▶ Saved data entries:
____
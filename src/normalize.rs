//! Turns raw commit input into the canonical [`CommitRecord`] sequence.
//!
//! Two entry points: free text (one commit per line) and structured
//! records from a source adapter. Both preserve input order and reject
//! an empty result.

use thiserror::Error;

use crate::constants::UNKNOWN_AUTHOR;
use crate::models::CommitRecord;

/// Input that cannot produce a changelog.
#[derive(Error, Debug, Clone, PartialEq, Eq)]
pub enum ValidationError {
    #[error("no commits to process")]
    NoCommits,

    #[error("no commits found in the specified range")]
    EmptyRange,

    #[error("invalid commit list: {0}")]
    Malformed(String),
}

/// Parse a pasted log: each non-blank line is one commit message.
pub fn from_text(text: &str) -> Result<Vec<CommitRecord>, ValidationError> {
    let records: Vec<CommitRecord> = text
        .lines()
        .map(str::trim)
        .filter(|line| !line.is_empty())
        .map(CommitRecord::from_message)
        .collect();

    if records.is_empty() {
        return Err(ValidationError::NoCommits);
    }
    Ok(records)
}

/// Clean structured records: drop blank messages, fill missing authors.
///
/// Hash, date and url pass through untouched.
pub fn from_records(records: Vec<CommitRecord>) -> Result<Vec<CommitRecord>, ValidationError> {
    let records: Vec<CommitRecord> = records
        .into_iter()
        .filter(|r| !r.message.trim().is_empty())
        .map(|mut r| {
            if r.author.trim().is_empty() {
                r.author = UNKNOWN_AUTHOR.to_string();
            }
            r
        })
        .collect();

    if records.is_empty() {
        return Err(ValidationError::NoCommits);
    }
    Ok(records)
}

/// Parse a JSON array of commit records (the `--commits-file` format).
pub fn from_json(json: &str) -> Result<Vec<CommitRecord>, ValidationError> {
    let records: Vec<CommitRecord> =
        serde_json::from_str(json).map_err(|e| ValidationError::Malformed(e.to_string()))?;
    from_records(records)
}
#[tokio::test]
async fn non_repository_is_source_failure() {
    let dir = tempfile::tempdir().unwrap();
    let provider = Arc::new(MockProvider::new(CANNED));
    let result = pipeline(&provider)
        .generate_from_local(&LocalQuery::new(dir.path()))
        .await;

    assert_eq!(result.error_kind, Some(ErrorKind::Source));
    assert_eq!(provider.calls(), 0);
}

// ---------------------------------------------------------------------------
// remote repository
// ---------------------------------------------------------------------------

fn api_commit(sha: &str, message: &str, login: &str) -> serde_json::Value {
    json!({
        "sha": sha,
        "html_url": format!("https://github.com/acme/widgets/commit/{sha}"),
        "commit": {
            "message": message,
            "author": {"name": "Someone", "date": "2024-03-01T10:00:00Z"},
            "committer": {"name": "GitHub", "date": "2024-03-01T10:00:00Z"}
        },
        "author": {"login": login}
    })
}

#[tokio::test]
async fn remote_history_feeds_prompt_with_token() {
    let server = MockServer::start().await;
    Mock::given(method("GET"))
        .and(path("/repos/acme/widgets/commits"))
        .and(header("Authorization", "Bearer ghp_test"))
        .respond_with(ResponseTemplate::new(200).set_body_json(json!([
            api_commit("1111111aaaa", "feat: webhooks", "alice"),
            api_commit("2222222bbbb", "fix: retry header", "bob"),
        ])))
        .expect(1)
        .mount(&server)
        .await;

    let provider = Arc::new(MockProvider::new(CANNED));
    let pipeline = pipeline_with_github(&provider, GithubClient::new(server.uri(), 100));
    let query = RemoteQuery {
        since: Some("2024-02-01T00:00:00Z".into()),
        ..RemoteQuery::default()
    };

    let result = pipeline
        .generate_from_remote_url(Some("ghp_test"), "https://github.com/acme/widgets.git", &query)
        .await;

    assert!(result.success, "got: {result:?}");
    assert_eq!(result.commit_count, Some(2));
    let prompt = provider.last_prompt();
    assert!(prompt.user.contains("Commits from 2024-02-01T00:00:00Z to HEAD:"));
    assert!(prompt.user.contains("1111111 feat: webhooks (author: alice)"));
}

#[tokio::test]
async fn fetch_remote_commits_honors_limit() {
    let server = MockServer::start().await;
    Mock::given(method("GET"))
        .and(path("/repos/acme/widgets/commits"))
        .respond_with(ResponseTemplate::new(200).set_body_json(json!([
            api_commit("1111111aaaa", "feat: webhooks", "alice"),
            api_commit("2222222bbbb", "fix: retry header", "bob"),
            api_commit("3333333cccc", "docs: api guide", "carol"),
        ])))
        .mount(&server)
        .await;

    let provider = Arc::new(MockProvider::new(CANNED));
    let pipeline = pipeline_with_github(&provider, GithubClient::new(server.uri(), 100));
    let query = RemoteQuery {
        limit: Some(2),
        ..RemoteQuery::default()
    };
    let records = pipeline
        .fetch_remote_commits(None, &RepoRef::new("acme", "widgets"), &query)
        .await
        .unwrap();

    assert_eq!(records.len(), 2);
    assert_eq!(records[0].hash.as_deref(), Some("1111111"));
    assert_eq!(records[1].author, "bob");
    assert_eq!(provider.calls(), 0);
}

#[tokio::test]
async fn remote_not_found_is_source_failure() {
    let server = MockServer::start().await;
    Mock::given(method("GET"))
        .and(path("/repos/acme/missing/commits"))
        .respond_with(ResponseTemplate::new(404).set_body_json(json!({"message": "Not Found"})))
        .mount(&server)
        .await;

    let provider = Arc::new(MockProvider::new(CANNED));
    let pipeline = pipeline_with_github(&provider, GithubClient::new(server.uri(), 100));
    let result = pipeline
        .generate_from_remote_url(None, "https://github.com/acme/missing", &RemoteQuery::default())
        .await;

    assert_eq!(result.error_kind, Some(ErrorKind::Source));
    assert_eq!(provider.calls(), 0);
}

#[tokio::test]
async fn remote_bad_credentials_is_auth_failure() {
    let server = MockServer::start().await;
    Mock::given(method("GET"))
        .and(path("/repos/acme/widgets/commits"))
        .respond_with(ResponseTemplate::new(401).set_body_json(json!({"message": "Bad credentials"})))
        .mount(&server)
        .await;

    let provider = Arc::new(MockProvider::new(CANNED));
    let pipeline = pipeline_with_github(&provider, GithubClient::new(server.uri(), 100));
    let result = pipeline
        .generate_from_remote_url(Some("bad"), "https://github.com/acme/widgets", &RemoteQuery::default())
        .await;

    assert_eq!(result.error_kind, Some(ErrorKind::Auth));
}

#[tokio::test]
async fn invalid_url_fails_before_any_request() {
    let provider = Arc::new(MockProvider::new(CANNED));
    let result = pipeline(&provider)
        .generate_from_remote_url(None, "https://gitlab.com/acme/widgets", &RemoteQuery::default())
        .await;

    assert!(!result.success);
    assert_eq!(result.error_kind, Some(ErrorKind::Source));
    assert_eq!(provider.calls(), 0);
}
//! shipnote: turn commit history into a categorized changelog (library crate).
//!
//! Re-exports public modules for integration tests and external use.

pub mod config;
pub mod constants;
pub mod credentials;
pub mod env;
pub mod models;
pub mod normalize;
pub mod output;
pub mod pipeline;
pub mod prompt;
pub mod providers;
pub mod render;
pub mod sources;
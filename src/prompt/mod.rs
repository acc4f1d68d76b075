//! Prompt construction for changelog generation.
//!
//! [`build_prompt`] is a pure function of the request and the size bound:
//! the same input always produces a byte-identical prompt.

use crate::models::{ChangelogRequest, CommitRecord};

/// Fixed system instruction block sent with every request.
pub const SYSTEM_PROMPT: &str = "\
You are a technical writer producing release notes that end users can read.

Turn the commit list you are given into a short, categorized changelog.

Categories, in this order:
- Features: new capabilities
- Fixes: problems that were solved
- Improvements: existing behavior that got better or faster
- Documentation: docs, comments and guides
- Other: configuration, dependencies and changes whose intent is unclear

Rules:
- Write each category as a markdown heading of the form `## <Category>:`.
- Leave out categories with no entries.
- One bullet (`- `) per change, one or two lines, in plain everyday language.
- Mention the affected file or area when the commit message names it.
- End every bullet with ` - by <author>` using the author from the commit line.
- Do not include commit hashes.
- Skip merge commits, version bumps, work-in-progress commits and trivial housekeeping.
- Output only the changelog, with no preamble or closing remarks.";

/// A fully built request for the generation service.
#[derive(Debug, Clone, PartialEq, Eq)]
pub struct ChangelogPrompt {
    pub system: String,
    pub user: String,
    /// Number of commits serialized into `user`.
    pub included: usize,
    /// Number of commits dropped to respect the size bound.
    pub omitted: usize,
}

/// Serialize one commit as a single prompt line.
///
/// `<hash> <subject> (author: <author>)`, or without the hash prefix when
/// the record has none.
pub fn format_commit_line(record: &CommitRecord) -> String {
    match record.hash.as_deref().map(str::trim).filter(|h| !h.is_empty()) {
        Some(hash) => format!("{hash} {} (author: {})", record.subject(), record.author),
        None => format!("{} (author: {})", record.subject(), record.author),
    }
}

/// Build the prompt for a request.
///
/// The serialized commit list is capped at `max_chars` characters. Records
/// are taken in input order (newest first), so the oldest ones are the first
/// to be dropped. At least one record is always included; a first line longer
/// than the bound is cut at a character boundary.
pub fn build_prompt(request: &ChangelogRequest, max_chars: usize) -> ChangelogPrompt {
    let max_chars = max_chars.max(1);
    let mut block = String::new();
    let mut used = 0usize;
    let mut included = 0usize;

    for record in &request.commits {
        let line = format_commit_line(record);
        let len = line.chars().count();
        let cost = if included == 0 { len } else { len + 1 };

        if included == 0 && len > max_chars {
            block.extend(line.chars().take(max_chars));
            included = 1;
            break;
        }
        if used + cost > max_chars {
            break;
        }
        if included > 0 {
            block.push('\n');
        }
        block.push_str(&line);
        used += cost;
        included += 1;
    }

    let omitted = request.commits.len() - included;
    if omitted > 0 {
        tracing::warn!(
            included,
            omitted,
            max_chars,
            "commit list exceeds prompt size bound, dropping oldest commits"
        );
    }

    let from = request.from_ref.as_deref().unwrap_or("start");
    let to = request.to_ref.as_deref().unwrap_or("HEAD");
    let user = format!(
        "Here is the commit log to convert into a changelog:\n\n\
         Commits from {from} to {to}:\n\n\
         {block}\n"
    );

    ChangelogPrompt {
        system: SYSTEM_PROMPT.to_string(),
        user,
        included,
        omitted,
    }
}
____
▶ Exercise description: Word for word, restate the entries from the first line to the line that has "pass through untouched.", both included, and nothing else.

▶ Written answer:
filename src/normalize.rs
//! Turns raw commit input into the canonical [`CommitRecord`] sequence.
//!
//! Two entry points: free text (one commit per line) and structured
//! records from a source adapter. Both preserve input order and reject
//! an empty result.

use thiserror::Error;

use crate::constants::UNKNOWN_AUTHOR;
use crate::models::CommitRecord;

/// Input that cannot produce a changelog.
#[derive(Error, Debug, Clone, PartialEq, Eq)]
pub enum ValidationError {
    #[error("no commits to process")]
    NoCommits,

    #[error("no commits found in the specified range")]
    EmptyRange,

    #[error("invalid commit list: {0}")]
    Malformed(String),
}

/// Parse a pasted log: each non-blank line is one commit message.
pub fn from_text(text: &str) -> Result<Vec<CommitRecord>, ValidationError> {
    let records: Vec<CommitRecord> = text
        .lines()
        .map(str::trim)
        .filter(|line| !line.is_empty())
        .map(CommitRecord::from_message)
        .collect();

    if records.is_empty() {
        return Err(ValidationError::NoCommits);
    }
    Ok(records)
}

/// Clean structured records: drop blank messages, fill missing authors.
///
/// Hash, date and url pass through untouched.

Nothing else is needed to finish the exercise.